A technology that could power crewed missions to Mars and robotic spacecraft throughout the solar system was recently tested in the U.S. NASAof Jet Propulsion Laboratory, Southern California. The achievement is a milestone that engineers and space scientists have been trying to achieve for decades and brings the prospect of humans setting foot on Mars closer to reality. For years, the main obstacle to manned deep space travel has not been ambition or funding, but physics, specifically, the brutal mathematics of how much fuel a chemical rocket must carry to carry a manned spacecraft across hundreds of millions of kilometers of space. JPL’s demonstration in February 2026 shows that the gap is finally starting to close. The test didn’t make a Mars mission imminent, but it made it possible in a way that even cautious engineers would find hard to deny.
NASA Mars thruster test sets new U.S. manned mission power record
On February 24, 2026, NASA tested its new Magneto-Plasma Power (MPD) thruster in a dedicated water-cooled vacuum chamber at JPL’s Electric Propulsion Laboratory. During the test, engineers ignited the thruster five times and observed that the tungsten electrode in the center of the thruster burned brightly and the temperature reached over 2,800 degrees Celsius. The test successfully set a new power record in the United States at 120 kilowatts, estimated to be 25 times larger than the thrusters on NASA’s Psyche spacecraft, which is currently en route to asteroid 16 Psyche and contains the most powerful electric thrusters NASA has ever flown. This comparison is important.

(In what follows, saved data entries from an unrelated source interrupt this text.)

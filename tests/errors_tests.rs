use std::error::Error;
use hereguard::errors::{NotifierError, SlackError};

#[test]
fn test_slack_error_implements_error_trait() {
    // Verify SlackError implements the Error trait
    fn assert_error<T: Error>(_: &T) {}

    let error = SlackError::ParseError("test error".to_string());
    assert_error(&error);
}

#[test]
fn test_slack_error_display() {
    let error = SlackError::ApiError("API failed".to_string());
    assert_eq!(format!("{error}"), "Failed to access Slack API: API failed");

    let error = SlackError::HttpError("Connection error".to_string());
    assert_eq!(
        format!("{error}"),
        "Failed to send HTTP request: Connection error"
    );

    let error = SlackError::RateLimited {
        retry_after_secs: Some(30),
    };
    assert!(error.is_rate_limited());
    assert!(format!("{error}").contains("30"));
}

#[test]
fn test_notifier_error_keeps_source() {
    let error = NotifierError::ChannelLookup {
        channel_id: "C123".to_string(),
        source: SlackError::ApiError("conversations.info error: channel_not_found".to_string()),
    };

    assert!(error.is_metadata_failure());
    assert!(format!("{error}").contains("C123"));
    let source = error.source().map(ToString::to_string).unwrap_or_default();
    assert!(source.contains("channel_not_found"));

    assert!(!NotifierError::Config("PORT: invalid digit".to_string()).is_metadata_failure());
}

#[test]
fn test_slack_error_from_conversions() {
    let parse_err = serde_json::from_str::<serde_json::Value>("{not json").unwrap_err();
    let slack_err: SlackError = parse_err.into();
    assert!(matches!(slack_err, SlackError::ParseError(_)));

    // We can't easily build a reqwest::Error directly, but this verifies that
    // the From<reqwest::Error> conversion exists.
    #[allow(unused)]
    fn _check_reqwest_conversion(err: reqwest::Error) -> SlackError {
        SlackError::from(err)
    }
}
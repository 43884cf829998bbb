//! All Slack-specific functionality

pub mod client;
pub mod listener;
pub mod response_builder;

// Re-export main types for convenience
pub use client::{BotIdentity, SlackClient};
pub use listener::run_socket_mode;
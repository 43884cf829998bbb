//! Slack API client module
//!
//! Encapsulates the Slack Web API calls the bot makes, with retry on rate
//! limiting and error handling.

use async_trait::async_trait;
use reqwest::{Client, Response, StatusCode};
use serde::Deserialize;
use serde::de::DeserializeOwned;
use serde_json::{Value, json};
use std::sync::atomic::{AtomicU64, Ordering};
use std::time::Duration;
use tokio_retry::RetryIf;
use tokio_retry::strategy::{ExponentialBackoff, jitter};
use tracing::{debug, warn};

use super::response_builder::{
    build_direct_message_payload, build_ephemeral_payload, build_reaction_payload,
    build_thread_reply_payload,
};
use crate::core::config::DEFAULT_API_BASE_URL;
use crate::core::models::{ChannelInfo, UserInfo};
use crate::core::traits::{ChatDirectory, ChatSender};
use crate::errors::SlackError;

static HTTP_CLIENT: std::sync::LazyLock<Client> = std::sync::LazyLock::new(|| {
    Client::builder()
        .timeout(Duration::from_secs(30))
        .build()
        .unwrap_or_else(|_| Client::new())
});

const MAX_RATE_LIMIT_RETRIES: usize = 3;
pub const MAX_RETRY_AFTER: Duration = Duration::from_secs(30);

#[derive(Debug, Deserialize)]
struct ConversationsInfoResponse {
    channel: ConversationsInfoChannel,
}

#[derive(Debug, Deserialize)]
struct ConversationsInfoChannel {
    id: String,
    name: Option<String>,
    num_members: Option<u64>,
}

#[derive(Debug, Deserialize)]
struct UsersInfoResponse {
    user: UsersInfoUser,
}

#[derive(Debug, Deserialize)]
struct UsersInfoUser {
    id: String,
    name: Option<String>,
    profile: Option<UserProfile>,
}

#[derive(Debug, Deserialize)]
struct UserProfile {
    display_name: Option<String>,
}

/// Identity of the token owner as reported by `auth.test`.
#[derive(Debug, Clone, Deserialize)]
pub struct BotIdentity {
    pub user_id: String,
    pub user: String,
    pub team: String,
    pub team_id: Option<String>,
}

/// Slack Web API client with rate-limit retry and error handling
pub struct SlackClient {
    token: String,
    api_base: String,
}

impl SlackClient {
    #[must_use]
    pub fn new(token: String) -> Self {
        Self::with_api_base(token, DEFAULT_API_BASE_URL)
    }

    /// Point the client at another API root, e.g. a local mock server.
    #[must_use]
    pub fn with_api_base(token: String, api_base: impl Into<String>) -> Self {
        Self {
            token,
            api_base: api_base.into().trim_end_matches('/').to_string(),
        }
    }

    fn method_url(&self, method: &str) -> String {
        format!("{}/{}", self.api_base, method)
    }

    /// Retries only calls Slack rejected with HTTP 429. Nothing was processed
    /// for those, so a retried send can never be delivered twice.
    ///
    /// The next attempt waits at least as long as the `Retry-After` header
    /// asked for, capped at [`MAX_RETRY_AFTER`].
    async fn with_retry<F, Fut, T>(&self, mut operation: F) -> Result<T, SlackError>
    where
        F: FnMut() -> Fut + Send,
        Fut: std::future::Future<Output = Result<T, SlackError>> + Send,
        T: Send,
    {
        let strategy = ExponentialBackoff::from_millis(2)
            .factor(250)
            .max_delay(Duration::from_secs(5))
            .map(jitter)
            .take(MAX_RATE_LIMIT_RETRIES);

        let retry_after_secs = AtomicU64::new(0);

        RetryIf::start(
            strategy,
            || {
                let wait = retry_after_secs.swap(0, Ordering::Relaxed);
                let call = operation();
                async move {
                    if wait > 0 {
                        tokio::time::sleep(Duration::from_secs(wait)).await;
                    }
                    call.await
                }
            },
            |e: &SlackError| match e {
                SlackError::RateLimited { retry_after_secs: secs } => {
                    let wait = secs.unwrap_or(0).min(MAX_RETRY_AFTER.as_secs());
                    warn!(retry_after_secs = wait, "Slack API rate limited, backing off");
                    retry_after_secs.store(wait, Ordering::Relaxed);
                    true
                }
                _ => false,
            },
        )
        .await
    }

    async fn post_json(&self, method: &str, payload: &Value) -> Result<Value, SlackError> {
        self.with_retry(|| async move {
            let resp = HTTP_CLIENT
                .post(self.method_url(method))
                .bearer_auth(&self.token)
                .json(payload)
                .send()
                .await
                .map_err(|e| SlackError::HttpError(format!("{method}: {e}")))?;

            read_response(method, resp).await
        })
        .await
    }

    async fn get_form(&self, method: &str, params: &[(&str, &str)]) -> Result<Value, SlackError> {
        self.with_retry(|| async move {
            let resp = HTTP_CLIENT
                .get(self.method_url(method))
                .bearer_auth(&self.token)
                .query(params)
                .send()
                .await
                .map_err(|e| SlackError::HttpError(format!("{method}: {e}")))?;

            read_response(method, resp).await
        })
        .await
    }

    /// # Errors
    ///
    /// Returns an error if the token is rejected or the response is malformed.
    pub async fn auth_test(&self) -> Result<BotIdentity, SlackError> {
        let body = self.post_json("auth.test", &json!({})).await?;
        parse_body("auth.test", body)
    }
}

/// Turn a raw HTTP response into the JSON body of a successful Slack call.
async fn read_response(method: &str, resp: Response) -> Result<Value, SlackError> {
    let status = resp.status();

    if status == StatusCode::TOO_MANY_REQUESTS {
        return Err(SlackError::RateLimited {
            retry_after_secs: parse_retry_after(&resp),
        });
    }

    if !status.is_success() {
        return Err(SlackError::ApiError(format!("{method} HTTP {status}")));
    }

    let body: Value = resp
        .json()
        .await
        .map_err(|e| SlackError::ParseError(format!("{method} JSON parse error: {e}")))?;

    if !body.get("ok").and_then(Value::as_bool).unwrap_or(false) {
        return Err(SlackError::ApiError(format!(
            "{method} error: {}",
            body.get("error")
                .and_then(Value::as_str)
                .unwrap_or("unknown")
        )));
    }

    if let Some(warning) = body.get("warning").and_then(Value::as_str) {
        debug!("{} warning: {}", method, warning);
    }

    Ok(body)
}

/// `Retry-After` in whole seconds, when Slack sent one.
fn parse_retry_after(resp: &Response) -> Option<u64> {
    resp.headers()
        .get(reqwest::header::RETRY_AFTER)
        .and_then(|v| v.to_str().ok())
        .and_then(|v| v.trim().parse::<u64>().ok())
}

fn parse_body<T: DeserializeOwned>(method: &str, body: Value) -> Result<T, SlackError> {
    serde_json::from_value(body)
        .map_err(|e| SlackError::ParseError(format!("{method} response: {e}")))
}

#[async_trait]
impl ChatDirectory for SlackClient {
    async fn fetch_channel_info(&self, channel_id: &str) -> Result<ChannelInfo, SlackError> {
        let body = self
            .get_form(
                "conversations.info",
                &[("channel", channel_id), ("include_num_members", "true")],
            )
            .await?;
        let resp: ConversationsInfoResponse = parse_body("conversations.info", body)?;

        Ok(ChannelInfo {
            name: resp.channel.name.unwrap_or_else(|| resp.channel.id.clone()),
            id: resp.channel.id,
            member_count: resp.channel.num_members,
        })
    }

    async fn fetch_user_info(&self, user_id: &str) -> Result<UserInfo, SlackError> {
        let body = self.get_form("users.info", &[("user", user_id)]).await?;
        let resp: UsersInfoResponse = parse_body("users.info", body)?;

        let name = resp
            .user
            .name
            .filter(|n| !n.is_empty())
            .or_else(|| {
                resp.user
                    .profile
                    .and_then(|p| p.display_name)
                    .filter(|n| !n.is_empty())
            })
            .unwrap_or_else(|| resp.user.id.clone());

        Ok(UserInfo {
            id: resp.user.id,
            name,
        })
    }
}

#[async_trait]
impl ChatSender for SlackClient {
    async fn send_direct_message(&self, user_id: &str, text: &str) -> Result<(), SlackError> {
        let payload = build_direct_message_payload(user_id, text);
        self.post_json("chat.postMessage", &payload).await?;
        Ok(())
    }

    async fn send_thread_reply(
        &self,
        channel_id: &str,
        text: &str,
        thread_ts: &str,
    ) -> Result<(), SlackError> {
        let payload = build_thread_reply_payload(channel_id, text, thread_ts);
        self.post_json("chat.postMessage", &payload).await?;
        Ok(())
    }

    async fn send_ephemeral(
        &self,
        channel_id: &str,
        text: &str,
        user_id: &str,
    ) -> Result<(), SlackError> {
        let payload = build_ephemeral_payload(channel_id, text, user_id);
        self.post_json("chat.postEphemeral", &payload).await?;
        Ok(())
    }

    async fn send_reaction(
        &self,
        channel_id: &str,
        message_ts: &str,
        emoji_name: &str,
    ) -> Result<(), SlackError> {
        let payload = build_reaction_payload(channel_id, message_ts, emoji_name);
        self.post_json("reactions.add", &payload).await?;
        Ok(())
    }
}
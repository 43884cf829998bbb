//! Courtesy notice texts, one per pattern.

use crate::core::models::{ChannelInfo, PatternKind, UserInfo};

/// Used in place of the member count when Slack did not report one.
pub const UNKNOWN_MEMBER_COUNT: &str = "a lot of";

/// Render the notice for `pattern`, addressed to `author` about `channel`.
#[must_use]
pub fn compose_notice(pattern: PatternKind, author: &UserInfo, channel: &ChannelInfo) -> String {
    let members = channel
        .member_count
        .map_or_else(|| UNKNOWN_MEMBER_COUNT.to_string(), |n| n.to_string());
    let user = &author.name;
    let name = &channel.name;

    match pattern {
        PatternKind::BroadcastMention => format!(
            "Hi <@{user}>. You just posted a `@here` or `@channel` message to #{name} which has {members} members. \
             Hopefully your message was a general announcement to the members of this channel, but if not both \
             `@here` and `@channel` should primarily be used for *announcements*. If you are using these for trying \
             to get help please consider looking at the channel *topic* to see if anyone is \"on call,\" reading the \
             *pinned items* to see if there's any documentation, or just *excluding these alert terms* if it's a \
             general question that the community could answer.\n\
             The alert terms send notifications to people (a lot, in this case) and probably interrupt their current \
             train of thought. Please be considerate when using these alerts in #{name} and other channels."
        ),
        PatternKind::BareUserReference => format!(
            "Hi <@{user}>. You just invited a user to a channel by posting their slack id directly to #{name} which \
             has {members} members. While this does prompt you to invite members to the channel, it also notifies \
             the channel itself. Instead, you can use the `/invite` command to directly invite members to a channel.\n\
             Alternatively, if you click the member count at the top of the channel or in the channel info, there is \
             a link for adding members to a channel. Inviting members by posting their name sends notifications to \
             people (a lot, in this case) and probably interrupt their current train of thought. Please be \
             considerate when inviting new members to #{name} and other channels."
        ),
    }
}
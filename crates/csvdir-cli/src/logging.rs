//! Logging setup for the CLI
//!
//! Log lines go to stderr so table output on stdout stays clean. `RUST_LOG`
//! takes precedence over the `-v` count.

use tracing::Level;
use tracing_subscriber::EnvFilter;

/// Map the number of `-v` flags to a level
pub fn level_from_verbosity(verbose: u8) -> Level {
    match verbose {
        0 => Level::WARN,
        1 => Level::INFO,
        2 => Level::DEBUG,
        _ => Level::TRACE,
    }
}

/// Install the global fmt subscriber
pub fn init_logging(verbose: u8) {
    let level = level_from_verbosity(verbose);

    tracing_subscriber::fmt()
        .with_env_filter(build_env_filter(level))
        .with_writer(std::io::stderr)
        .with_target(false)
        .compact()
        .init();
}

fn build_env_filter(level: Level) -> EnvFilter {
    EnvFilter::try_from_default_env().unwrap_or_else(|_| {
        // Our crates at the requested level, everything else at warn
        EnvFilter::new(format!(
            "warn,csvdir={level},csvdir_core={level}",
            level = level.as_str().to_lowercase()
        ))
    })
}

Psyche represents the upper limit of NASA’s current resources devoted to spaceflight. The fact that this new thruster dwarfed it in the test chamber shows how significant this leap could be, not just incrementally, but in terms of the categories of missions that suddenly became conceivable.
What makes this thruster different from anything NASA has flown before
To understand why this test is important, it helps to understand what electric propulsion actually is and why it is considered the most likely path for humans to reach Mars efficiently.Electric propulsion is not new to NASA. The agency is already using solar electric thrusters on missions such as Spirit. These systems use electricity to accelerate propellant, using up to 90% less propellant than traditional chemical rockets. The trade-off is that thrust chemical rockets produce a lot of thrust. In contrast, electric propulsion increases speed gradually and continuously, making it less suitable for launches but well suited for long-distance deep space travel, where weeks and months of steady acceleration translate into truly impressive final speeds.Unlike traditional electric thrusters, which use electric fields to accelerate ions, MPD engines use electrical currents and magnetic fields to generate thrust, allowing for higher-power operation. This distinction allows lithium-fed MPD thrusters to operate at power levels beyond current ion drives. Lithium metal vapor propellant, which burns at extreme temperatures in chambers, is central to this advantage because it allows the system to handle power inputs that would disrupt conventional thruster designs. The concept behind MPD thrusters is not new, dating back to research work in the 1960s, but turning theory into a viable propulsion system required decades of incremental progress. What JPL is now proving is that engineering has finally caught up with physics.
The numbers behind Mars missions
The February test was a proof-of-concept rather than a finished product, and NASA is well aware of that. according to NASA Jet Propulsion LaboratoryThe team aims to reach power levels of 500 kilowatts to 1 megawatt per thruster in the next few years. Since the hardware operates at such high temperatures, proving that the components can withstand the high temperatures of prolonged testing will be a key challenge.This challenge is heightened by the scale required for a manned mission to Mars. as Phys.org reportsFuture human missions to Mars will require 2 to 4 megawatts of power, consist of multiple thrusters, and require more than 23,000 hours, approximately 958 days, or 2.6 years of continuous operation. That’s not a sprint. This is an ongoing durability test of hardware operating in one of the harshest environments imaginable, with temperatures that would destroy most materials, and in a vacuum where on-the-fly repair is impossible.Therefore, February’s 120 kW result is only a first step, not the final answer. But this is just the first step in validating the core methodology, confirming that the design can operate reliably at record power levels and generating data that can directly inform the next series of tests. From an engineering perspective, this is exactly what a successful proof-of-concept test should do.
Image: NASA/JPL-Caltech
Why getting to Mars faster is actually important
People tend to view faster Mars crossings as a matter of convenience or ambition. In fact, it is a medical and surgical necessity. With every additional day astronauts spend in deep space, their cumulative exposure to cosmic radiation increases, and current shielding technology only partially mitigates this risk. Muscle degradation in microgravity, the psychological stress of isolation, and the compound probability of mechanical failure are all directly related to mission duration.Electric propulsion is designed for steady acceleration rather than explosive liftoff power. After a week in space, a spacecraft using this system will travel through the solar system at a speed of more than 400,000 kilometers per hour. This speed, sustained during a Mars transit, compresses the journey time in a way that chemical rockets simply cannot match without carrying fuel, which would make the mission impossible to launch in the first place.